# [Information given]

use std::{fmt::Debug, sync::Arc};

use num_complex::Complex64;

use crate::{
    error::{ConfigError, GradingError, MathError},
    grading::{result::ComparisonResult, tolerance::Tolerance},
    interpreter::value::{core::Value, shape::shape_kind},
    util::num::usize_to_f64,
};

/// Result of a comparer call.
pub type CompareResult = Result<ComparisonResult, GradingError>;

/// Compares one sample of a student's input against evaluated parameters.
pub trait SampleComparer: Debug + Send + Sync {
    /// Number of parameter formulas each answer supplies.
    fn param_count(&self) -> usize;

    /// Compares the student's value for one sample.
    ///
    /// # Parameters
    /// - `params`: The answer's parameter formulas, evaluated for this sample.
    /// - `student`: The student's value for the same sample.
    /// - `tolerance`: The configured tolerance.
    fn compare(&self, params: &[Value], student: &Value, tolerance: &Tolerance) -> CompareResult;
}

/// Compares every sample at once, for relations that only show across the
/// whole ensemble.
pub trait CorrelatedComparer: Debug + Send + Sync {
    /// Number of parameter formulas each answer supplies.
    fn param_count(&self) -> usize;

    /// Fewest samples the comparison is meaningful for.
    fn min_samples(&self) -> usize;

    /// Compares all samples.
    ///
    /// `params[k]` holds the evaluated parameters of sample `k` and
    /// `student[k]` the student's value for it.
    fn compare(&self,
               params: &[Vec<Value>],
               student: &[Value],
               tolerance: &Tolerance)
               -> CompareResult;
}

/// A comparer of either kind.
#[derive(Debug, Clone)]
pub enum Comparer {
    /// One result per sample.
    PerSample(Arc<dyn SampleComparer>),
    /// One result for all samples together.
    Correlated(Arc<dyn CorrelatedComparer>),
}

impl Default for Comparer {
    fn default() -> Self {
        Self::PerSample(Arc::new(EqualityComparer))
    }
}

impl Comparer {
    /// Wraps a per-sample comparer.
    pub fn per_sample(comparer: impl SampleComparer + 'static) -> Self {
        Self::PerSample(Arc::new(comparer))
    }

    /// Wraps a correlated comparer.
    pub fn correlated(comparer: impl CorrelatedComparer + 'static) -> Self {
        Self::Correlated(Arc::new(comparer))
    }

    /// Number of parameter formulas each answer must supply.
    #[must_use]
    pub fn param_count(&self) -> usize {
        match self {
            Self::PerSample(comparer) => comparer.param_count(),
            Self::Correlated(comparer) => comparer.param_count(),
        }
    }
}

/// Fails unless `student` has the same shape as `expected`.
///
/// # Example
/// ```
/// use mathgrader::{
///     grading::comparer::check_shape,
///     interpreter::value::{array::MathArray, core::Value},
/// };
///
/// let vector = Value::Array(MathArray::real_vector(&[1.0, 2.0]).unwrap());
/// let error = check_shape(&Value::from(1.0), &vector).unwrap_err();
/// assert_eq!(error.to_string(), "Expected answer to be a scalar, but input is a vector.");
/// ```
pub fn check_shape(expected: &Value, student: &Value) -> Result<(), MathError> {
    if expected.shape() == student.shape() {
        return Ok(());
    }
    let (expected_kind, student_kind) = (shape_kind(expected.shape()), shape_kind(student.shape()));
    let message = if expected_kind == student_kind {
        format!("Expected answer to be a {}, but input is a {} of incorrect shape.",
                expected.describe(),
                student.describe())
    } else {
        format!("Expected answer to be a {expected_kind}, but input is a {student_kind}.")
    };
    Err(MathError::shape(message))
}

fn real_student(student: &Value) -> Result<f64, MathError> {
    check_shape(&Value::from(0.0), student)?;
    student.as_scalar()
           .and_then(|s| s.as_real())
           .ok_or_else(|| MathError::invalid_input("Input must be real."))
}

fn real_param(params: &[Value], index: usize, role: &str) -> Result<f64, ConfigError> {
    params.get(index)
          .and_then(Value::as_scalar)
          .and_then(|s| s.as_real())
          .ok_or_else(|| ConfigError::invalid(format!("comparer parameter '{role}' must evaluate \
                                                       to a real number")))
}

/// Checks that the student's value equals the single parameter, within
/// tolerance. This is the default comparer.
#[derive(Debug, Clone, Copy, Default, PartialEq, Eq)]
pub struct EqualityComparer;

impl SampleComparer for EqualityComparer {
    fn param_count(&self) -> usize {
        1
    }

    fn compare(&self, params: &[Value], student: &Value, tolerance: &Tolerance) -> CompareResult {
        let expected = params.first()
                             .ok_or_else(|| ConfigError::invalid("equality comparison needs \
                                                                  an expected value"))?;
        check_shape(expected, student)?;
        Ok(ComparisonResult::from_bool(tolerance.within(expected, student)))
    }
}

/// Checks that the student's value lies between two real parameters.
///
/// Tolerance does not apply. With `strict` the ends are excluded.
#[derive(Debug, Clone, Copy, Default, PartialEq, Eq)]
pub struct BetweenComparer {
    /// Exclude the ends of the range.
    pub strict: bool,
}

impl SampleComparer for BetweenComparer {
    fn param_count(&self) -> usize {
        2
    }

    fn compare(&self, params: &[Value], student: &Value, _tolerance: &Tolerance) -> CompareResult {
        let start = real_param(params, 0, "start")?;
        let stop = real_param(params, 1, "stop")?;
        if start > stop {
            return Err(ConfigError::invalid(format!("comparer range start {start} exceeds \
                                                     stop {stop}")).into());
        }

        let value = real_student(student)?;
        let inside = if self.strict {
            start < value && value < stop
        } else {
            (start..=stop).contains(&value)
        };
        Ok(ComparisonResult::from_bool(inside))
    }
}

/// Checks that the student's value matches the single parameter modulo a
/// fixed period, within tolerance.
#[derive(Debug, Clone, Copy, PartialEq)]
pub struct CongruenceComparer {
    /// The period; must be positive.
    pub modulus: f64,
}

impl SampleComparer for CongruenceComparer {
    fn param_count(&self) -> usize {
        1
    }

    fn compare(&self, params: &[Value], student: &Value, tolerance: &Tolerance) -> CompareResult {
        if !(self.modulus.is_finite() && self.modulus > 0.0) {
            return Err(ConfigError::invalid(format!("modulus must be positive, got {}",
                                                    self.modulus)).into());
        }
        let expected = real_param(params, 0, "answer")?;
        let value = real_student(student)?;

        let offset = (value - expected).rem_euclid(self.modulus);
        let distance = offset.min(self.modulus - offset);
        let bound = tolerance.bound(&Value::from(expected));
        Ok(ComparisonResult::from_bool(distance.is_finite() && distance <= bound))
    }
}

/// Message given by default when the input is proportional to the answer.
pub const PROPORTIONAL_MESSAGE: &str =
    "The submitted answer differs from an expected answer by a constant factor.";

/// Recognizes answers related to the expected one across all samples.
///
/// Each relation, checked in order, is enabled by giving it a grade:
/// - `equals`: the values agree.
/// - `proportional`: `student = a * expected` for one constant `a`.
/// - `offset`: `student = expected + b` for one constant `b`.
/// - `linear`: `student = a * expected + b`.
///
/// The first relation that holds for every sample decides the result. When
/// every expected value is zero only `equals` is considered.
#[derive(Debug, Clone, PartialEq)]
pub struct LinearComparer {
    /// Grade for equal values.
    pub equals:           Option<f64>,
    /// Grade for proportional values.
    pub proportional:     Option<f64>,
    /// Grade for values differing by a constant.
    pub offset:           Option<f64>,
    /// Grade for values related linearly.
    pub linear:           Option<f64>,
    /// Message for equal values.
    pub equals_msg:       String,
    /// Message for proportional values.
    pub proportional_msg: String,
    /// Message for values differing by a constant.
    pub offset_msg:       String,
    /// Message for values related linearly.
    pub linear_msg:       String,
}

impl Default for LinearComparer {
    fn default() -> Self {
        Self { equals:           Some(1.0),
               proportional:     Some(0.5),
               offset:           None,
               linear:           None,
               equals_msg:       String::new(),
               proportional_msg: PROPORTIONAL_MESSAGE.to_string(),
               offset_msg:       String::new(),
               linear_msg:       String::new(), }
    }
}

/// Least-squares fit `y ≈ a x + b`, with `b` forced to zero unless `offset`.
fn fit(x: &[Complex64], y: &[Complex64], offset: bool) -> Option<(Complex64, Complex64)> {
    let n = usize_to_f64(x.len());
    let (mean_x, mean_y) = if offset {
        (x.iter().sum::<Complex64>() / n, y.iter().sum::<Complex64>() / n)
    } else {
        (Complex64::new(0.0, 0.0), Complex64::new(0.0, 0.0))
    };

    let (cross, spread) = x.iter()
                           .zip(y)
                           .fold((Complex64::new(0.0, 0.0), 0.0), |(cross, spread), (xi, yi)| {
                               let dx = xi - mean_x;
                               (cross + dx.conj() * (yi - mean_y), spread + dx.norm_sqr())
                           });
    if spread == 0.0 {
        return None;
    }
    let slope = cross / spread;
    Some((slope, mean_y - slope * mean_x))
}

impl LinearComparer {
    fn holds(expected: &[Complex64],
             student: &[Complex64],
             tolerance: &Tolerance,
             relation: impl Fn(Complex64) -> Complex64)
             -> bool {
        expected.iter().zip(student).all(|(e, s)| {
                                        tolerance.within(&Value::from(relation(*e)),
                                                         &Value::from(*s))
                                    })
    }

    fn result(grade: f64, msg: &str) -> ComparisonResult {
        ComparisonResult::from_grade(grade, msg)
    }
}

impl CorrelatedComparer for LinearComparer {
    fn param_count(&self) -> usize {
        1
    }

    fn min_samples(&self) -> usize {
        3
    }

    fn compare(&self,
               params: &[Vec<Value>],
               student: &[Value],
               tolerance: &Tolerance)
               -> CompareResult {
        if student.len() < self.min_samples() {
            return Err(ConfigError::invalid("Cannot perform linear comparison with less than 3 \
                                             samples").into());
        }

        let mut expected = Vec::with_capacity(params.len());
        for sample in params {
            let value = sample.first()
                              .and_then(Value::as_scalar)
                              .ok_or_else(|| ConfigError::invalid("linear comparison needs a \
                                                                   scalar expected value"))?;
            expected.push(value.to_complex());
        }
        let mut values = Vec::with_capacity(student.len());
        for value in student {
            check_shape(&Value::from(0.0), value)?;
            let scalar = value.as_scalar().ok_or_else(|| {
                                              MathError::shape(format!("Expected answer to be \
                                                                        a scalar, but input is \
                                                                        a {}.",
                                                                       value.describe()))
                                          })?;
            values.push(scalar.to_complex());
        }
        if values.iter().chain(&expected).any(|z| z.is_nan()) {
            return Ok(ComparisonResult::incorrect());
        }

        if let Some(grade) = self.equals
           && Self::holds(&expected, &values, tolerance, |e| e)
        {
            return Ok(Self::result(grade, &self.equals_msg));
        }

        if expected.iter().all(|e| e.norm_sqr() == 0.0) {
            return Ok(ComparisonResult::incorrect());
        }

        if let Some(grade) = self.proportional
           && let Some((slope, _)) = fit(&expected, &values, false)
           && Self::holds(&expected, &values, tolerance, |e| slope * e)
        {
            return Ok(Self::result(grade, &self.proportional_msg));
        }

        if let Some(grade) = self.offset {
            let n = usize_to_f64(values.len());
            let shift = values.iter().zip(&expected).map(|(s, e)| s - e).sum::<Complex64>() / n;
            if Self::holds(&expected, &values, tolerance, |e| e + shift) {
                return Ok(Self::result(grade, &self.offset_msg));
            }
        }

        if let Some(grade) = self.linear
           && let Some((slope, intercept)) = fit(&expected, &values, true)
           && Self::holds(&expected, &values, tolerance, |e| slope * e + intercept)
        {
            return Ok(Self::result(grade, &self.linear_msg));
        }

        Ok(ComparisonResult::incorrect())
    }
}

# [Work item]
In the listing above, count the lines where the string "start" occurs, then give that count and nothing else.

# [Finished exercise]
5